St. Joseph's Old Cathedral was extensively damaged when a bomb exploded at the nearby Alfred P. Murrah Federal Building on April 19, 1995. Most of the stained glass windows on the east side of the church were shattered, and the pipe organ was extensively damaged. The explosion raised the roof several inches off its steel pillars and several of the rafters were broken. Plaster fell from the walls and ceiling and the painted, symbolic plaster medallions were destroyed. The church was closed for nearly two years. A statue carved from Italian marble entitled And Jesus Wept was created to commemorate the event and is adjacent to the Oklahoma City National Memorial. It was dedicated in May 1997 and the church was rededicated on December 1 of the same year.

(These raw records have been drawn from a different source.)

//! External blob-storage collaborator.
//!
//! Uploads are delegated to a configured media store over HTTP. Failures
//! degrade to a null result which callers must check explicitly; nothing is
//! retried or recovered here.

use bytes::Bytes;
use serde::Deserialize;
use tracing::{debug, warn};

use crate::config::MediaConfig;
use crate::errors::Error;

/// Result of a successful upload.
#[derive(Debug, Clone, Deserialize)]
pub struct UploadedMedia {
    /// Public URL of the stored blob
    pub url: String,
    /// Media duration in seconds, when the store can derive one
    #[serde(default)]
    pub duration: Option<f64>,
}

/// Client for the external media store.
#[derive(Clone)]
pub struct MediaClient {
    http: reqwest::Client,
    config: MediaConfig,
}

impl MediaClient {
    pub fn new(config: &MediaConfig) -> Result<Self, Error> {
        let http = reqwest::Client::builder()
            .timeout(config.timeout)
            .build()
            .map_err(|e| Error::Internal {
                operation: format!("build media HTTP client: {e}"),
            })?;

        Ok(Self {
            http,
            config: config.clone(),
        })
    }

    /// Upload a blob to the media store.
    ///
    /// Returns `None` when uploads are disabled or the upload fails for any
    /// reason. Callers decide what a missing result means for their
    /// operation.
    pub async fn upload(&self, file_name: &str, bytes: Bytes) -> Option<UploadedMedia> {
        if !self.config.enabled {
            debug!("Media uploads are disabled, skipping upload of {file_name}");
            return None;
        }
        let url = self.config.upload_url.clone()?;

        let part = reqwest::multipart::Part::bytes(bytes.to_vec()).file_name(file_name.to_string());
        let form = reqwest::multipart::Form::new().part("file", part);

        let mut request = self.http.post(url).multipart(form);
        if let Some(api_key) = &self.config.api_key {
            request = request.bearer_auth(api_key);
        }

        match request.send().await {
            Ok(response) if response.status().is_success() => match response.json::<UploadedMedia>().await {
                Ok(media) => {
                    debug!("Uploaded {file_name} to media store: {}", media.url);
                    Some(media)
                }
                Err(e) => {
                    warn!("Media store returned an unreadable response for {file_name}: {e}");
                    None
                }
            },
            Ok(response) => {
                warn!("Media store rejected upload of {file_name}: {}", response.status());
                None
            }
            Err(e) => {
                warn!("Media store upload of {file_name} failed: {e}");
                None
            }
        }
    }
}

#[cfg(test)]
mod tests {
    use super::*;
    use crate::config::MediaConfig;
    use std::time::Duration;
    use wiremock::matchers::{method, path};
    use wiremock::{Mock, MockServer, ResponseTemplate};

    fn media_config(url: &str) -> MediaConfig {
        MediaConfig {
            enabled: true,
            upload_url: Some(format!("{url}/upload").parse().unwrap()),
            api_key: None,
            timeout: Duration::from_secs(5),
        }
    }

    #[tokio::test]
    async fn test_upload_success() {
        let server = MockServer::start().await;
        Mock::given(method("POST"))
            .and(path("/upload"))
            .respond_with(ResponseTemplate::new(200).set_body_json(serde_json::json!({
                "url": "https://cdn.example.com/lecture.mp4",
                "duration": 123.4,
            })))
            .mount(&server)
            .await;

        let client = MediaClient::new(&media_config(&server.uri())).unwrap();
        let media = client.upload("lecture.mp4", Bytes::from_static(b"fake bytes")).await.unwrap();
        assert_eq!(media.url, "https://cdn.example.com/lecture.mp4");
        assert_eq!(media.duration, Some(123.4));
    }

    #[tokio::test]
    async fn test_upload_failure_degrades_to_none() {
        let server = MockServer::start().await;
        Mock::given(method("POST"))
            .and(path("/upload"))
            .respond_with(ResponseTemplate::new(500))
            .mount(&server)
            .await;

        let client = MediaClient::new(&media_config(&server.uri())).unwrap();
        let result = client.upload("lecture.mp4", Bytes::from_static(b"fake bytes")).await;
        assert!(result.is_none());
    }

    #[tokio::test]
    async fn test_upload_disabled_returns_none() {
        let client = MediaClient::new(&MediaConfig::default()).unwrap();
        let result = client.upload("lecture.mp4", Bytes::from_static(b"fake bytes")).await;
        assert!(result.is_none());
    }
}
//! Repository implementations for database access.
//!
//! Each repository wraps a SQLx connection or transaction, provides
//! strongly-typed operations, and returns domain models from
//! [`crate::db::models`].
//!
//! - [`Users`]: the credential store: account records, the combined
//!   username-or-email lookup, and the session binding slot
//! - [`Courses`]: courses plus their content attachments and enrollments
//! - [`Contents`]: content items with filtered, paginated listing

pub mod contents;
pub mod courses;
pub mod repository;
pub mod users;

pub use contents::Contents;
pub use courses::Courses;
pub use repository::Repository;
pub use users::Users;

An interfaith prayer service was held in St. Joseph's on September 12, 2001, in the aftermath of the September 11 attacks on the World Trade Center and the Pentagon. Archbishop Eusebius J. Beltran said during the service, "This building was rebuilt as a sign of faith and remembrance of those people who were killed at the site of the Murrah Bombing. We gather here today to mourn the loss of our brothers and sisters in New York City and in Washington, D.C."